• _Dataset entries_
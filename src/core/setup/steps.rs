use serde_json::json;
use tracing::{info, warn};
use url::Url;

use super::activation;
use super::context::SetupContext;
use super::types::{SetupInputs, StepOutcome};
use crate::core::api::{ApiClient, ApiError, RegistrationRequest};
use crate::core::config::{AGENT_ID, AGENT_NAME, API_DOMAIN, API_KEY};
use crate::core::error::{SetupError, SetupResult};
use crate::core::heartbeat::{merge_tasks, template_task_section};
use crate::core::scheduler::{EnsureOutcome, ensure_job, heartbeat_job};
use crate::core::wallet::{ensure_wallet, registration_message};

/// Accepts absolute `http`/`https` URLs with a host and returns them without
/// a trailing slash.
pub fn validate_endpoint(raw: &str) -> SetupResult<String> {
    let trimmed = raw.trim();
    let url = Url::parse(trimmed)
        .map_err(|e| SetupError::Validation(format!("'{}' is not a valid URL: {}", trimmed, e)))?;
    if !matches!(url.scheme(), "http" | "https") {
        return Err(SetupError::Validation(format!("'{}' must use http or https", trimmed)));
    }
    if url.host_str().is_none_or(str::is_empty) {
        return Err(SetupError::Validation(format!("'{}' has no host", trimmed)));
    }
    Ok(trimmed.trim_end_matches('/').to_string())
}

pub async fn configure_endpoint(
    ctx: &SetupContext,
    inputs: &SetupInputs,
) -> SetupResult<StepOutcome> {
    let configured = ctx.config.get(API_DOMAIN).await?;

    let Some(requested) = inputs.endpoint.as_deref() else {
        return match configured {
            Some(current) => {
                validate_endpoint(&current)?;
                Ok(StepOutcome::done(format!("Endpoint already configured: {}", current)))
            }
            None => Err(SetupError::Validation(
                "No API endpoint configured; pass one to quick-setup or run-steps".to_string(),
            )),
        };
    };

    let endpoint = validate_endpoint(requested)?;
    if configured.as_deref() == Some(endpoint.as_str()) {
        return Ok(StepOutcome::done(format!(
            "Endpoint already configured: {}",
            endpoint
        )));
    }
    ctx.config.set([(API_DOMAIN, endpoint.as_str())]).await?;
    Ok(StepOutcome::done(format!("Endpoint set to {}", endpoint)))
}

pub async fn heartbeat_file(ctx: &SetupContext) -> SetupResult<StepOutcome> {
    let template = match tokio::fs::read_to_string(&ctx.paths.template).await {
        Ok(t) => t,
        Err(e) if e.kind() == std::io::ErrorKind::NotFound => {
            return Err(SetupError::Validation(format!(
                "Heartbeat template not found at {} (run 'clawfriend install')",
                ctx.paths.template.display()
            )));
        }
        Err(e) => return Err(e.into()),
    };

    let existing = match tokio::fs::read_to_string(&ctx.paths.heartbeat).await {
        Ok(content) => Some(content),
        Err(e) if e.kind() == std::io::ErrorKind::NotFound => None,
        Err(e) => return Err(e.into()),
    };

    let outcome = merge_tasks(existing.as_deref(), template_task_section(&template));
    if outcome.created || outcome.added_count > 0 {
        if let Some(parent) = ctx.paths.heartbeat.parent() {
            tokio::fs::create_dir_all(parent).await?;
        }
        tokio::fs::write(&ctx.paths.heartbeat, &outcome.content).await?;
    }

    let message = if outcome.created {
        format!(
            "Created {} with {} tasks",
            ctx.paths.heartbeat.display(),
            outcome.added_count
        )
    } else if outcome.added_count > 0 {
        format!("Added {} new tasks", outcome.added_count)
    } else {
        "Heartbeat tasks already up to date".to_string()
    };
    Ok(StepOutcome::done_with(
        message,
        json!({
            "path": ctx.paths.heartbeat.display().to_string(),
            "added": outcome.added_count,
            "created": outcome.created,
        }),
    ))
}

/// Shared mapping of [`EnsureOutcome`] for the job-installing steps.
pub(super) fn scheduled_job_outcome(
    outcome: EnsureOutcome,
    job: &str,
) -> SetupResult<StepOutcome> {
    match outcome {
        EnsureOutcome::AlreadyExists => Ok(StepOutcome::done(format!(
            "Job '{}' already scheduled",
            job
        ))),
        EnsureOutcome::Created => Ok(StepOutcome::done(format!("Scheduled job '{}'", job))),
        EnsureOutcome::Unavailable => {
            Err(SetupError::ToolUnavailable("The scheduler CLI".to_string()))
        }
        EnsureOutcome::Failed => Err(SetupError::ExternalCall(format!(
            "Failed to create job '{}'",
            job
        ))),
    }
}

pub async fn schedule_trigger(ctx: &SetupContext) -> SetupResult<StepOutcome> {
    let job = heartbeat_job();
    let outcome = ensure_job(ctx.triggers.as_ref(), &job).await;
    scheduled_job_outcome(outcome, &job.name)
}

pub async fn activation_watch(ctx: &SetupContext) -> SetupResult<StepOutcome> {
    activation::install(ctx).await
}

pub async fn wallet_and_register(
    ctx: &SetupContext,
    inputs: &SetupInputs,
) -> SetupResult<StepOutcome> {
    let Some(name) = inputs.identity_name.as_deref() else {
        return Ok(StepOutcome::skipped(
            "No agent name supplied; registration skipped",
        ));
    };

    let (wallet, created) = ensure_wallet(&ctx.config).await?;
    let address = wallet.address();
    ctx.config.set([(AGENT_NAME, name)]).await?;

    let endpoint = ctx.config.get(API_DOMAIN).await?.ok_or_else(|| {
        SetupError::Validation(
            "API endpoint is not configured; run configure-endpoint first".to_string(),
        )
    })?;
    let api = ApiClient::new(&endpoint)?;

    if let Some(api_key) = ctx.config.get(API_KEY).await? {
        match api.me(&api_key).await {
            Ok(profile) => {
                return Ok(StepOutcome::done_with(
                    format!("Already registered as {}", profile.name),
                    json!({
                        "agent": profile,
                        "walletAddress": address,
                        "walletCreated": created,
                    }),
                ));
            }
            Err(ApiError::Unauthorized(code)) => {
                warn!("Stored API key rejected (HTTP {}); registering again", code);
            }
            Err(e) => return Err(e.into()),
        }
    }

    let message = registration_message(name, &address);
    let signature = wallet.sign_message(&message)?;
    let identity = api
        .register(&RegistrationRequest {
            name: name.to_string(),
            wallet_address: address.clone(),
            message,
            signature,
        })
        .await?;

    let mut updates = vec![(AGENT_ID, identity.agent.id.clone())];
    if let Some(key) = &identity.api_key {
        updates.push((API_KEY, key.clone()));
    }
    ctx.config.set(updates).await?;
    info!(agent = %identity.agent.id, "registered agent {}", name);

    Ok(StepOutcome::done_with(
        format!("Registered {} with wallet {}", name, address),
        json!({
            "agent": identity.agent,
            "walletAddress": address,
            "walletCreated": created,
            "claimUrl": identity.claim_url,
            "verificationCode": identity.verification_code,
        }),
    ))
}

• _Task requirements_
Where a line of the data contains "https", copy that line.

• _Response below_
/// Accepts absolute `http`/`https` URLs with a host and returns them without
    if !matches!(url.scheme(), "http" | "https") {
        return Err(SetupError::Validation(format!("'{}' must use http or https", trimmed)));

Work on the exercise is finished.